An example to back this up would be the situation of the American Indian and the culture they once had. For an Anthropologist to fully understand the culture and their situation, the field of cross-cultural psychology would be applied. It would be used to show how the Indian's attitudes towards whites have changed throughout the years, as a result of their drastic change in culture and environment. Cross-cultural psychology would associate the general decline in happiness in their culture to the shrinking of their tribal lands; something of great importance of their culture. Also, to understand why Indians smoke(d) grasses like peyote and cohoba, one would realize that it is part of a cultural tradition.
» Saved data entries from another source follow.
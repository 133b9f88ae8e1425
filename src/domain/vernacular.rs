//! Rules for accepting common names returned by the name source.

use std::fmt;

/// Lookup pass against the name source.
#[derive(Debug, Clone, Copy, PartialEq, Eq, Hash)]
pub enum NamePass {
    /// Dedicated vernacular-name property
    Vernacular,
    /// Generic English label, used for ids the first pass missed
    Label,
}

impl fmt::Display for NamePass {
    fn fmt(&self, f: &mut fmt::Formatter<'_>) -> fmt::Result {
        match self {
            NamePass::Vernacular => write!(f, "vernacular"),
            NamePass::Label => write!(f, "label"),
        }
    }
}

/// `Genus species` shape: capitalized first word, lowercase alphabetic second word.
pub fn looks_like_binomial(label: &str) -> bool {
    let words: Vec<&str> = label.split_whitespace().collect();
    let [genus, species] = words.as_slice() else {
        return false;
    };
    genus.chars().next().is_some_and(char::is_uppercase)
        && species.chars().next().is_some_and(char::is_lowercase)
        && species.chars().all(char::is_alphabetic)
}

/// Whether a fallback label is a usable common name for a taxon.
///
/// Labels that repeat the scientific name or read like a binomial are
/// rejected; they mean no common name exists.
pub fn accept_label(label: &str, scientific_name: Option<&str>) -> bool {
    let label = label.trim();
    if label.is_empty() {
        return false;
    }
    if scientific_name.is_some_and(|sci| sci.trim().eq_ignore_ascii_case(label)) {
        return false;
    }
    !looks_like_binomial(label)
}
For anthropologists, it is fundamental to establish chronological patterns- the time sequences of past human activities that have left remains to be excavated. Anthropology has become increasingly an applied science, as researchers concentrate on social issues in areas such as health care, education, environmental protection, and urban development. All of these areas could be broken up into different areas of psychology, but cross-cultural is the area that would best inform science as a whole. "Cross-cultural psychology can be seen as an attempt to understand why so few generalizations about one human group appear capable of traveling unproblematically across social, historical and cultural boundaries"1
The Center for Cross Cultural Research, housed within the Department of Psychology at Western Washington University, is an excellent resource of information on cross-cultural psychology. Since 1969, there have been many significant developments regarding the influence of culture in all aspects of psychological functioning. Through its activities, the CCCR has made substantial contributions to this growth. The organization states that "...for Psychology to become a universally valid science it must expand its horizons beyond the narrow cultural basis that continues to characterize much of psychology in the western world."2 The main publication with which the Center is associated is the Journal of Cross- Cultural Psychology.
Psychology is relevant to all fields of study, as it is broken up into several areas all devoted to getting an in-depth perspective on human life and nature. The field of Anthropology has wide use for this science, more specifically the area named cross-cultural psychology. It aids in unraveling the mysteries of history and the present, from a cultural standpoint.